Each tenant has access to a shared living room, kitchen, two bathrooms and a storage space. Tenants' individual bedroom doors are opened with their respective fob keys, which also give them access to the main door of the building and their shared apartment unit.
Legally speaking, Pard is the only tenant in her unit whose bedroom is not really a bedroom.
"It's a windowless, closetless box, really. I think it might have been a storage area at one point," she said. "It's marketed as a bedroom and that's what I signed a lease for."
Pard said she believes there are other tenants in her 12-storey building who might be in a similar situation.
"I really want to make sure I'm living in up to standard living conditions," she said. "I think it's really important for all the other students living in this building as well, who may not be aware of it."
Pard said she raised the issue with her landlord, who agreed to terminate the lease, but was unable to explain why it was charging her $693 a month for an illegal apartment in the first place.
By-law enforcement launches investigation
Centurion Properties, owner of the 75 Ann Street highrise and three other buildings in London, did not respond to a request for comment by CBC News.
Municipal by-law officials confirmed that they've opened an investigation into an alleged violation of the city's property standards by-law at 75 Ann Street.
"I can confirm that we did receive a complaint about the lack of windows in bedrooms in this apartment building," said the city's chief by-law officer Orest Katolyk. "We are investigating the complaint."
Katolyk said city officials have given the landlord until October 16 to come up with a solution, but if an acceptable one can't be reached, the city isn't ruling out prosecution.

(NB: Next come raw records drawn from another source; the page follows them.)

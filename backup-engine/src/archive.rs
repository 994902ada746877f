//! Compression and encryption of backup artifacts.
//!
//! The write path is always compress then encrypt; the read path is the exact
//! reverse. Write-side transforms produce a new file next to their input and
//! delete the input only after the output has been synced and renamed into
//! place, so a failure at any point leaves at least one valid copy.
//!
//! Encrypted files use AES-256-GCM over 1 MiB chunks:
//!
//! ```text
//! magic "BKENC001" | nonce prefix (7 bytes) | record*
//! record = last flag (1 byte) | ciphertext length (u32 BE) | ciphertext+tag
//! nonce  = prefix | chunk counter (u32 BE) | last flag
//! ```
//!
//! The counter and last flag in the nonce make reordered, dropped or
//! truncated chunks fail authentication.

use crate::config::BackupConfig;
use crate::utils::{BackupError, BestEffort, Result};
use aes_gcm::aead::{Aead, AeadCore, KeyInit, OsRng, Payload};
use aes_gcm::{Aes256Gcm, Nonce};
use async_compression::tokio::bufread::ZstdDecoder;
use async_compression::tokio::write::ZstdEncoder;
use async_compression::Level;
use base64::engine::general_purpose::STANDARD as B64;
use base64::Engine;
use std::fmt;
use std::io::{Read, Write};
use std::path::{Path, PathBuf};
use tokio::io::{AsyncWriteExt, BufReader};
use tracing::debug;
use zeroize::{Zeroize, ZeroizeOnDrop};

pub const COMPRESSED_EXTENSION: &str = "zst";
pub const ENCRYPTED_EXTENSION: &str = "enc";

const MAGIC: &[u8; 8] = b"BKENC001";
const NONCE_PREFIX_LEN: usize = 7;
const CHUNK_SIZE: usize = 1024 * 1024;
const TAG_LEN: usize = 16;

/// 32-byte AES-256 key, zeroized on drop.
#[derive(Clone, Zeroize, ZeroizeOnDrop)]
pub struct EncryptionKey([u8; 32]);

impl EncryptionKey {
    /// Accepts 64 hex characters or base64 decoding to exactly 32 bytes.
    pub fn parse(raw: &str) -> Result<Self> {
        let trimmed = raw.trim();
        if trimmed.len() == 64 {
            if let Ok(bytes) = hex::decode(trimmed) {
                return Self::from_slice(&bytes);
            }
        }
        if let Ok(bytes) = B64.decode(trimmed) {
            if bytes.len() == 32 {
                return Self::from_slice(&bytes);
            }
        }
        Err(BackupError::Configuration(
            "encryption key must be 32 bytes encoded as 64 hex chars or base64".into(),
        ))
    }

    fn from_slice(bytes: &[u8]) -> Result<Self> {
        let mut key = [0u8; 32];
        if bytes.len() != key.len() {
            return Err(BackupError::Configuration("encryption key must be 32 bytes".into()));
        }
        key.copy_from_slice(bytes);
        Ok(Self(key))
    }

    fn cipher(&self) -> Result<Aes256Gcm> {
        Aes256Gcm::new_from_slice(&self.0)
            .map_err(|e| BackupError::Configuration(format!("invalid AES key: {e}")))
    }
}

impl fmt::Debug for EncryptionKey {
    fn fmt(&self, f: &mut fmt::Formatter<'_>) -> fmt::Result {
        f.write_str("EncryptionKey([REDACTED])")
    }
}

#[derive(Debug, Clone)]
pub struct ArchiveEncoder {
    /// zstd level; `None` disables compression
    compression_level: Option<i32>,
    key: Option<EncryptionKey>,
}

impl ArchiveEncoder {
    pub fn new(compression_level: Option<i32>, key: Option<EncryptionKey>) -> Self {
        Self {
            compression_level,
            key,
        }
    }

    pub fn from_config(config: &BackupConfig) -> Result<Self> {
        let level = config
            .compression_enabled()
            .then_some(config.storage.compression_level);
        let key = config
            .storage
            .encryption_key
            .as_ref()
            .map(|k| EncryptionKey::parse(k.expose()))
            .transpose()?;
        Ok(Self::new(level, key))
    }

    pub fn compression_enabled(&self) -> bool {
        self.compression_level.is_some()
    }

    pub fn encryption_enabled(&self) -> bool {
        self.key.is_some()
    }

    /// `x` -> `x.zst`; removes `x` once the output is durable.
    pub async fn compress(&self, path: &Path) -> Result<PathBuf> {
        let level = self
            .compression_level
            .ok_or_else(|| BackupError::Transform("compression is not enabled".into()))?;
        let output = append_extension(path, COMPRESSED_EXTENSION);
        let partial = append_extension(&output, "partial");

        let result = zstd_encode(path, &partial, level).await;
        finish_transform(path, &partial, &output, result, true).await?;
        debug!(input = %path.display(), output = %output.display(), "Compressed artifact");
        Ok(output)
    }

    /// `x` -> `x.enc`; removes `x` once the output is durable.
    pub async fn encrypt(&self, path: &Path) -> Result<PathBuf> {
        let key = self.require_key()?.clone();
        let output = append_extension(path, ENCRYPTED_EXTENSION);
        let partial = append_extension(&output, "partial");

        let (input, out) = (path.to_path_buf(), partial.clone());
        let result = tokio::task::spawn_blocking(move || encrypt_file(&key, &input, &out))
            .await
            .map_err(|e| BackupError::Transform(format!("encryption task failed: {e}")))
            .and_then(|r| r);
        finish_transform(path, &partial, &output, result, true).await?;
        debug!(input = %path.display(), output = %output.display(), "Encrypted artifact");
        Ok(output)
    }

    /// Inverse of [`encrypt`](Self::encrypt). Writes into `out_dir`, keeps the input.
    pub async fn decrypt(&self, path: &Path, out_dir: &Path) -> Result<PathBuf> {
        let key = self.require_key()?.clone();
        let output = out_dir.join(strip_extension(path, ENCRYPTED_EXTENSION, "dec"));
        let partial = append_extension(&output, "partial");

        let (input, out) = (path.to_path_buf(), partial.clone());
        let result = tokio::task::spawn_blocking(move || decrypt_file(&key, &input, &out))
            .await
            .map_err(|e| BackupError::Transform(format!("decryption task failed: {e}")))
            .and_then(|r| r);
        finish_transform(path, &partial, &output, result, false).await?;
        Ok(output)
    }

    /// Inverse of [`compress`](Self::compress). Writes into `out_dir`, keeps the input.
    pub async fn decompress(&self, path: &Path, out_dir: &Path) -> Result<PathBuf> {
        let output = out_dir.join(strip_extension(path, COMPRESSED_EXTENSION, "raw"));
        let partial = append_extension(&output, "partial");

        let result = zstd_decode(path, &partial).await;
        finish_transform(path, &partial, &output, result, false).await?;
        Ok(output)
    }

    /// Reverse the write path (decrypt, then decompress) into `work_dir`.
    ///
    /// Returns the plain artifact. When no transform was applied the stored
    /// artifact itself is returned untouched.
    pub async fn unpack(
        &self,
        artifact: &Path,
        compressed: bool,
        encrypted: bool,
        work_dir: &Path,
    ) -> Result<PathBuf> {
        tokio::fs::create_dir_all(work_dir).await?;
        let mut current = artifact.to_path_buf();

        if encrypted {
            current = self.decrypt(&current, work_dir).await?;
        }
        if compressed {
            let decompressed = self.decompress(&current, work_dir).await?;
            if encrypted {
                tokio::fs::remove_file(&current).await?;
            }
            current = decompressed;
        }
        Ok(current)
    }

    fn require_key(&self) -> Result<&EncryptionKey> {
        self.key
            .as_ref()
            .ok_or_else(|| BackupError::Transform("no encryption key is configured".into()))
    }
}

fn append_extension(path: &Path, extension: &str) -> PathBuf {
    let mut name = path.as_os_str().to_os_string();
    name.push(".");
    name.push(extension);
    PathBuf::from(name)
}

/// File name without `.extension`, or with `.fallback` appended when absent.
fn strip_extension(path: &Path, extension: &str, fallback: &str) -> PathBuf {
    let name = path
        .file_name()
        .map(|n| n.to_string_lossy().into_owned())
        .unwrap_or_else(|| "artifact".to_string());
    match name.strip_suffix(&format!(".{extension}")) {
        Some(stem) if !stem.is_empty() => PathBuf::from(stem),
        _ => PathBuf::from(format!("{name}.{fallback}")),
    }
}

/// Move a finished `partial` into place and optionally drop the input.
///
/// On failure the partial output is removed and the input is left alone.
async fn finish_transform(
    input: &Path,
    partial: &Path,
    output: &Path,
    result: Result<()>,
    remove_input: bool,
) -> Result<()> {
    if let Err(e) = result {
        BestEffort::new().run(
            "remove_partial_output",
            &partial.display().to_string(),
            crate::fs::remove_path(partial).await,
        );
        return Err(match e {
            BackupError::Io(io) => BackupError::Transform(io.to_string()),
            other => other,
        });
    }

    tokio::fs::rename(partial, output).await.map_err(|e| {
        BackupError::Transform(format!("failed to finalize {}: {e}", output.display()))
    })?;
    if !tokio::fs::try_exists(output).await.unwrap_or(false) {
        return Err(BackupError::Transform(format!(
            "{} missing after write",
            output.display()
        )));
    }

    if remove_input {
        tokio::fs::remove_file(input).await?;
    }
    Ok(())
}

async fn zstd_encode(input: &Path, output: &Path, level: i32) -> Result<()> {
    let source = tokio::fs::File::open(input).await?;
    let target = tokio::fs::File::create(output).await?;
    let mut encoder = ZstdEncoder::with_quality(target, Level::Precise(level));
    tokio::io::copy(&mut BufReader::new(source), &mut encoder).await?;
    encoder.shutdown().await?;
    encoder.into_inner().sync_all().await?;
    Ok(())
}

async fn zstd_decode(input: &Path, output: &Path) -> Result<()> {
    let source = tokio::fs::File::open(input).await?;
    let mut decoder = ZstdDecoder::new(BufReader::new(source));
    let mut target = tokio::fs::File::create(output).await?;
    tokio::io::copy(&mut decoder, &mut target)
        .await
        .map_err(|e| BackupError::Transform(format!("zstd decode of {}: {e}", input.display())))?;
    target.sync_all().await?;
    Ok(())
}

fn chunk_nonce(prefix: &[u8; NONCE_PREFIX_LEN], counter: u32, last: bool) -> [u8; 12] {
    let mut nonce = [0u8; 12];
    nonce[..NONCE_PREFIX_LEN].copy_from_slice(prefix);
    nonce[NONCE_PREFIX_LEN..11].copy_from_slice(&counter.to_be_bytes());
    nonce[11] = last as u8;
    nonce
}

/// Fill `buf` from `reader` until full or EOF; returns bytes read.
fn read_full(reader: &mut impl Read, buf: &mut [u8]) -> std::io::Result<usize> {
    let mut filled = 0;
    while filled < buf.len() {
        match reader.read(&mut buf[filled..])? {
            0 => break,
            n => filled += n,
        }
    }
    Ok(filled)
}

fn encrypt_file(key: &EncryptionKey, input: &Path, output: &Path) -> Result<()> {
    let cipher = key.cipher()?;
    let mut reader = std::io::BufReader::new(std::fs::File::open(input)?);
    let file = std::fs::File::create(output)?;
    let mut writer = std::io::BufWriter::new(file);

    let seed = Aes256Gcm::generate_nonce(&mut OsRng);
    let mut prefix = [0u8; NONCE_PREFIX_LEN];
    prefix.copy_from_slice(&seed[..NONCE_PREFIX_LEN]);

    writer.write_all(MAGIC)?;
    writer.write_all(&prefix)?;

    let mut current = vec![0u8; CHUNK_SIZE];
    let mut next = vec![0u8; CHUNK_SIZE];
    let mut current_len = read_full(&mut reader, &mut current)?;
    let mut counter: u32 = 0;

    loop {
        let next_len = if current_len == CHUNK_SIZE {
            read_full(&mut reader, &mut next)?
        } else {
            0
        };
        let last = next_len == 0;

        let nonce = chunk_nonce(&prefix, counter, last);
        let ciphertext = cipher
            .encrypt(
                Nonce::from_slice(&nonce),
                Payload {
                    msg: &current[..current_len],
                    aad: MAGIC,
                },
            )
            .map_err(|e| BackupError::Transform(format!("encryption failed: {e}")))?;

        writer.write_all(&[last as u8])?;
        writer.write_all(&(ciphertext.len() as u32).to_be_bytes())?;
        writer.write_all(&ciphertext)?;

        if last {
            break;
        }
        counter = counter
            .checked_add(1)
            .ok_or_else(|| BackupError::Transform("artifact too large to encrypt".into()))?;
        std::mem::swap(&mut current, &mut next);
        current_len = next_len;
    }

    let file = writer
        .into_inner()
        .map_err(|e| BackupError::Transform(format!("flush failed: {e}")))?;
    file.sync_all()?;
    Ok(())
}

fn decrypt_file(key: &EncryptionKey, input: &Path, output: &Path) -> Result<()> {
    let cipher = key.cipher()?;
    let mut reader = std::io::BufReader::new(std::fs::File::open(input)?);
    let file = std::fs::File::create(output)?;
    let mut writer = std::io::BufWriter::new(file);
    let corrupt = |detail: &str| BackupError::Transform(format!("{}: {detail}", input.display()));

    let mut magic = [0u8; 8];
    if read_full(&mut reader, &mut magic)? != magic.len() || &magic != MAGIC {
        return Err(corrupt("not an encrypted backup artifact"));
    }
    let mut prefix = [0u8; NONCE_PREFIX_LEN];
    if read_full(&mut reader, &mut prefix)? != prefix.len() {
        return Err(corrupt("truncated header"));
    }

    let mut counter: u32 = 0;
    loop {
        let mut header = [0u8; 5];
        let header_len = read_full(&mut reader, &mut header)?;
        if header_len == 0 {
            return Err(corrupt("truncated: final chunk missing"));
        }
        if header_len != header.len() || header[0] > 1 {
            return Err(corrupt("malformed chunk header"));
        }
        let last = header[0] == 1;
        let len = u32::from_be_bytes([header[1], header[2], header[3], header[4]]) as usize;
        if !(TAG_LEN..=CHUNK_SIZE + TAG_LEN).contains(&len) {
            return Err(corrupt("chunk length out of range"));
        }

        let mut ciphertext = vec![0u8; len];
        if read_full(&mut reader, &mut ciphertext)? != len {
            return Err(corrupt("truncated chunk"));
        }

        let nonce = chunk_nonce(&prefix, counter, last);
        let plaintext = cipher
            .decrypt(
                Nonce::from_slice(&nonce),
                Payload {
                    msg: &ciphertext,
                    aad: MAGIC,
                },
            )
            .map_err(|_| corrupt("decryption failed (wrong key or corrupted data)"))?;
        writer.write_all(&plaintext)?;

        if last {
            let mut trailing = [0u8; 1];
            if read_full(&mut reader, &mut trailing)? != 0 {
                return Err(corrupt("trailing data after final chunk"));
            }
            break;
        }
        counter = counter
            .checked_add(1)
            .ok_or_else(|| corrupt("too many chunks"))?;
    }

    let file = writer
        .into_inner()
        .map_err(|e| BackupError::Transform(format!("flush failed: {e}")))?;
    file.sync_all()?;
    Ok(())
}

Not fit 'for the habitation of people'
"If we go to court the penalty will be decided by the courts, but we always offer solutions before we take court action. The solution here is not to use specific rooms that don't have any windows as bedrooms," said Katolyk.
"They can be used as storage, or other uses," he said. "Not the habitation of people."
Katolyk said the problem is not unique to 75 Ann Street and that illegal apartments near campus neighbourhoods are "not uncommon," noting by-law officers will follow up on all complaints.